With video streaming becoming more and more popular, the number of devices that are capable of streaming videos over the Internet is growing. This leads to a heterogeneous device landscape with varying demands. Dynamic Adaptive Streaming over HTTP (DASH) offers an elegant solution to these demands. Smart adaptation logics are able to adjust the clients’ streaming quality according to several (local) parameters. Recent research indicated benefits of blending Scalable Video Coding (SVC) with DASH, especially considering Future Internet architectures. However, except for the DASH Dataset with a single SVC encoded video, no other datasets are publicly available. The contribution of this paper is two-fold. First, a DASH/SVC dataset, containing multiple videos at varying bitrates and spatial resolutions including 1080p, is presented. Second, a toolchain for multiplexing SVC encoded videos is provided, therefore making our results reproducible and allowing researchers to generate their own datasets.

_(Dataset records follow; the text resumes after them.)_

//! Notes Screen
//!
//! Main screen after login: sidebar, toolbar with search and logout, the
//! note list, the detail pane, and the creation dialog. Owns the query
//! effects that keep the displayed lists in sync with the cache.

use leptos::callback::UnsyncCallback;
use leptos::prelude::*;
use leptos::task::spawn_local;
use wasm_bindgen::JsCast;

use crate::api::ApiClient;
use crate::auth::use_auth;
use crate::components::{NewNoteModal, NoteDetail, TagSidebar};
use crate::filter::{filter_notes, format_edited_date, selection_after_delete};
use crate::modal::Modals;
use crate::models::Note;
use crate::query::use_query_client;
use crate::store::{store_set_notes, store_set_tags, use_app_store, AppStateStoreFields};

#[component]
pub fn NotesScreen() -> impl IntoView {
    let api = expect_context::<ApiClient>();
    let modals = expect_context::<Modals>();
    let queries = use_query_client();
    let auth = use_auth();
    let store = use_app_store();

    let (selected_note, set_selected_note) = signal::<Option<Note>>(None);
    let (search_query, set_search_query) = signal(String::new());
    let (selected_tag, set_selected_tag) = signal::<Option<String>>(None);
    let (show_archived, set_show_archived) = signal(false);
    let (new_note_open, set_new_note_open) = signal(false);

    let (notes_loading, set_notes_loading) = signal(false);
    let (tags_loading, set_tags_loading) = signal(false);

    // One loading dialog over both list queries: visible while either is
    // in flight, hidden once both settle.
    Effect::new(move |_| {
        if notes_loading.get() || tags_loading.get() {
            modals.show_loading();
        } else {
            modals.hide_loading();
        }
    });

    // Load notes when the archive view changes or a mutation invalidates
    // the cache. A fresh cached list short-circuits the fetch.
    Effect::new(move |_| {
        let _ = queries.notes_version();
        let archived = show_archived.get();
        if let Some(cached) = queries.cached_notes(archived) {
            store_set_notes(&store, cached);
            return;
        }
        set_notes_loading.set(true);
        spawn_local(async move {
            match api.list_notes(archived).await {
                Ok(notes) => {
                    web_sys::console::log_1(
                        &format!(
                            "[NOTES] Loaded {} notes (archived={})",
                            notes.len(),
                            archived
                        )
                        .into(),
                    );
                    queries.store_notes(archived, notes.clone());
                    store_set_notes(&store, notes);
                }
                Err(err) => {
                    web_sys::console::error_1(
                        &format!("[NOTES] Failed to load notes: {err}").into(),
                    );
                    modals.show_error(err.to_string());
                }
            }
            set_notes_loading.set(false);
        });
    });

    // Tags change rarely; fetch once unless the hour-long window lapsed.
    Effect::new(move |_| {
        if let Some(cached) = queries.cached_tags() {
            store_set_tags(&store, cached);
            return;
        }
        set_tags_loading.set(true);
        spawn_local(async move {
            match api.list_tags().await {
                Ok(tags) => {
                    queries.store_tags(tags.clone());
                    store_set_tags(&store, tags);
                }
                Err(err) => {
                    web_sys::console::error_1(
                        &format!("[NOTES] Failed to load tags: {err}").into(),
                    );
                    modals.show_error(err.to_string());
                }
            }
            set_tags_loading.set(false);
        });
    });

    let filtered = Memo::new(move |_| {
        filter_notes(
            &store.notes().get(),
            &search_query.get(),
            selected_tag.get().as_deref(),
        )
    });

    // Creation invalidates the cache at mutation time; only the selection
    // moves here.
    let on_note_created = UnsyncCallback::new(move |note: Note| {
        set_selected_note.set(Some(note));
    });
    let on_note_updated = UnsyncCallback::new(move |note: Note| {
        queries.invalidate_notes();
        set_selected_note.set(Some(note));
    });
    let on_note_deleted = UnsyncCallback::new(move |deleted_id: u32| {
        queries.invalidate_notes();
        set_selected_note.update(|selected| {
            *selected = selection_after_delete(selected.take(), deleted_id);
        });
    });
    // The note left the current archive view, so the selection goes with it.
    let on_note_archived = UnsyncCallback::new(move |archived_id: u32| {
        queries.invalidate_notes();
        set_selected_note.update(|selected| {
            *selected = selection_after_delete(selected.take(), archived_id);
        });
    });

    let logout = move |_: web_sys::MouseEvent| auth.logout();

    view! {
        <div class="app-layout">
            <TagSidebar
                selected_tag=selected_tag
                set_selected_tag=set_selected_tag
                show_archived=show_archived
                set_show_archived=set_show_archived
            />
            <main class="main-content">
                <header class="toolbar">
                    <h1>{move || if show_archived.get() { "Archived Notes" } else { "All Notes" }}</h1>
                    <input
                        class="search-input"
                        type="text"
                        placeholder="Search notes and tags..."
                        prop:value=move || search_query.get()
                        on:input=move |ev| {
                            let target = ev.target().unwrap();
                            let input = target.dyn_ref::<web_sys::HtmlInputElement>().unwrap();
                            set_search_query.set(input.value());
                        }
                    />
                    <button class="logout-btn" on:click=logout>
                        "Logout"
                    </button>
                </header>
                <div class="content-row">
                    <section class="note-list-pane">
                        <button
                            class="create-note-btn"
                            on:click=move |_| set_new_note_open.set(true)
                        >
                            "+ Create New Note"
                        </button>
                        <For
                            each=move || filtered.get()
                            key=|note| note.id
                            children=move |note| {
                                let id = note.id;
                                let click_note = note.clone();
                                let is_selected = move || {
                                    selected_note.get().map(|n| n.id) == Some(id)
                                };
                                view! {
                                    <button
                                        class=move || {
                                            if is_selected() {
                                                "note-list-item selected"
                                            } else {
                                                "note-list-item"
                                            }
                                        }
                                        on:click=move |_| {
                                            set_selected_note.set(Some(click_note.clone()));
                                        }
                                    >
                                        <span class="note-item-title">{note.title.clone()}</span>
                                        <span class="note-item-tags">
                                            {note
                                                .tags
                                                .iter()
                                                .map(|tag| {
                                                    view! { <span class="chip">{tag.name.clone()}</span> }
                                                })
                                                .collect_view()}
                                        </span>
                                        <span class="note-item-date">
                                            {format_edited_date(&note.last_edited)}
                                        </span>
                                    </button>
                                }
                            }
                        />
                    </section>
                    <section class="note-detail-pane">
                        {move || match selected_note.get() {
                            Some(note) => {
                                view! {
                                    <NoteDetail
                                        note=note
                                        on_updated=on_note_updated
                                        on_deleted=on_note_deleted
                                        on_archived=on_note_archived
                                    />
                                }
                                    .into_any()
                            }
                            None => {
                                view! {
                                    <p class="empty-detail">"Select a note to view or edit"</p>
                                }
                                    .into_any()
                            }
                        }}
                    </section>
                </div>
            </main>
            <NewNoteModal
                open=new_note_open
                on_close=move |_| set_new_note_open.set(false)
                on_created=on_note_created
            />
        </div>
    }
}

Paper: A Scalable Video Coding Dataset and Toolchain for Dynamic Adaptive Streaming over HTTP
Authors: C. Kreuzberger, D. Posch, H. Hellwagner
Link: https://dx.doi.org/10.1145/2713168.2713193
Data set: https://concert.itec.aau.at/SVCDataset/

RAISE - A Raw Images Dataset for Digital Image Forensics

Digital forensics is a relatively new research area which aims at authenticating digital media by detecting possible digital forgeries. Indeed, the ever increasing availability of multimedia data on the web, coupled with the great advances reached by computer graphical tools, makes the modification of an image and the creation of visually compelling forgeries an easy task for any user. This in turns creates the need of reliable tools to validate the trustworthiness of the represented information. In such a context, we present here RAISE, a large dataset of 8156 high-resolution raw images, depicting various subjects and scenarios, properly annotated and available together with accompanying metadata. Such a wide collection of untouched and diverse data is intended to become a powerful resource for, but not limited to, forensic researchers by providing a common benchmark for a fair comparison, testing and evaluation of existing and next generation forensic algorithms. In this paper we describe how RAISE has been collected and organized, discuss how digital image forensics and many other multimedia research areas may benefit of this new publicly available benchmark dataset and test a very recent forensic technique for JPEG compression detection.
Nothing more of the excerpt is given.